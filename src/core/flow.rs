use super::types::MarketEvent;

pub const TRUST_MIN: f64 = 0.0;
pub const TRUST_MAX: f64 = 100.0;

const LOYAL_TRUST: f64 = 90.0;
const FLIGHT_TRUST: f64 = 30.0;
const INFLOW_RATE: f64 = 0.05;
const OUTFLOW_RATE: f64 = -0.10;
const BOOST_RATE: f64 = 0.05;
const PROFIT_TRUST_GAIN: f64 = 5.0;
const LOSS_TRUST_PENALTY: f64 = -10.0;

/// `trust` is the level clients held going into the quarter; the boost side
/// effect pays out regardless of performance and is not scaled by difficulty.
pub fn compute_client_flow(
    pnl: f64,
    trust: f64,
    aum: f64,
    difficulty: f64,
    event: &MarketEvent,
) -> f64 {
    let mut flow = 0.0;
    if pnl > 0.0 {
        if trust > LOYAL_TRUST {
            flow = INFLOW_RATE * aum * difficulty;
        }
    } else if trust < FLIGHT_TRUST {
        flow = OUTFLOW_RATE * aum * difficulty;
    }

    if event.boosts_clients() {
        flow += BOOST_RATE * aum;
    }
    flow
}

pub fn next_trust(trust: f64, pnl: f64, event: &MarketEvent) -> f64 {
    let base = if pnl > 0.0 {
        PROFIT_TRUST_GAIN
    } else {
        LOSS_TRUST_PENALTY
    };
    (trust + base + event.trust_change).clamp(TRUST_MIN, TRUST_MAX)
}

#[cfg(test)]
mod tests {
    use super::*;
    use crate::core::catalog::{MARKET_EVENTS, find_event};
    use crate::core::types::EventKind;
    use proptest::prelude::{prop_assert, proptest};

    fn event(kind: EventKind) -> &'static MarketEvent {
        find_event(kind).expect("catalog event")
    }

    #[test]
    fn loyal_clients_add_capital_on_profit() {
        let flow = compute_client_flow(1.0, 95.0, 1_000_000.0, 1.05, event(EventKind::Neutral));
        assert!((flow - 52_500.0).abs() < 1e-6);
    }

    #[test]
    fn trust_exactly_at_threshold_moves_nothing() {
        let neutral = event(EventKind::Neutral);
        assert_eq!(compute_client_flow(1.0, 90.0, 1_000_000.0, 1.0, neutral), 0.0);
        assert_eq!(compute_client_flow(-1.0, 30.0, 1_000_000.0, 1.0, neutral), 0.0);
    }

    #[test]
    fn distrustful_clients_pull_capital_on_loss() {
        let flow = compute_client_flow(0.0, 10.0, 500_000.0, 2.0, event(EventKind::Bear));
        assert!((flow + 100_000.0).abs() < 1e-6);
    }

    #[test]
    fn stimulus_boost_stacks_on_top_of_outflow() {
        let stimulus = &MARKET_EVENTS[4];
        assert!(stimulus.boosts_clients());
        let flow = compute_client_flow(-5.0, 10.0, 1_000_000.0, 1.0, stimulus);
        assert!((flow - (-100_000.0 + 50_000.0)).abs() < 1e-6);
    }

    #[test]
    fn trust_moves_by_event_delta_and_clamps() {
        assert_eq!(next_trust(100.0, 10.0, event(EventKind::Bull)), 100.0);
        assert_eq!(next_trust(50.0, 10.0, event(EventKind::Bear)), 53.0);
        assert_eq!(next_trust(100.0, -1.0, event(EventKind::Neutral)), 90.0);
        assert_eq!(next_trust(4.0, 0.0, event(EventKind::Bear)), 0.0);
    }

    proptest! {
        #![proptest_config(proptest::test_runner::Config::with_cases(128))]

        #[test]
        fn prop_trust_stays_clamped(
            trust in 0.0f64..=100.0,
            pnl in -1e7f64..1e7,
            idx in 0usize..6,
        ) {
            let next = next_trust(trust, pnl, &MARKET_EVENTS[idx]);
            prop_assert!((TRUST_MIN..=TRUST_MAX).contains(&next));
        }
    }
}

-- -- --

● **WHAT YOU ARE ASKED TO DO**
After locating the line holding "let base = if" above, output exactly that line and every line after it through the line holding "let neutral = event(EventKind::Neutral);". Include nothing else.

● **ANSWER BOX**
    let base = if pnl > 0.0 {
        PROFIT_TRUST_GAIN
    } else {
        LOSS_TRUST_PENALTY
    };
    (trust + base + event.trust_change).clamp(TRUST_MIN, TRUST_MAX)
}

#[cfg(test)]
mod tests {
    use super::*;
    use crate::core::catalog::{MARKET_EVENTS, find_event};
    use crate::core::types::EventKind;
    use proptest::prelude::{prop_assert, proptest};

    fn event(kind: EventKind) -> &'static MarketEvent {
        find_event(kind).expect("catalog event")
    }

    #[test]
    fn loyal_clients_add_capital_on_profit() {
        let flow = compute_client_flow(1.0, 95.0, 1_000_000.0, 1.05, event(EventKind::Neutral));
        assert!((flow - 52_500.0).abs() < 1e-6);
    }

    #[test]
    fn trust_exactly_at_threshold_moves_nothing() {
        let neutral = event(EventKind::Neutral);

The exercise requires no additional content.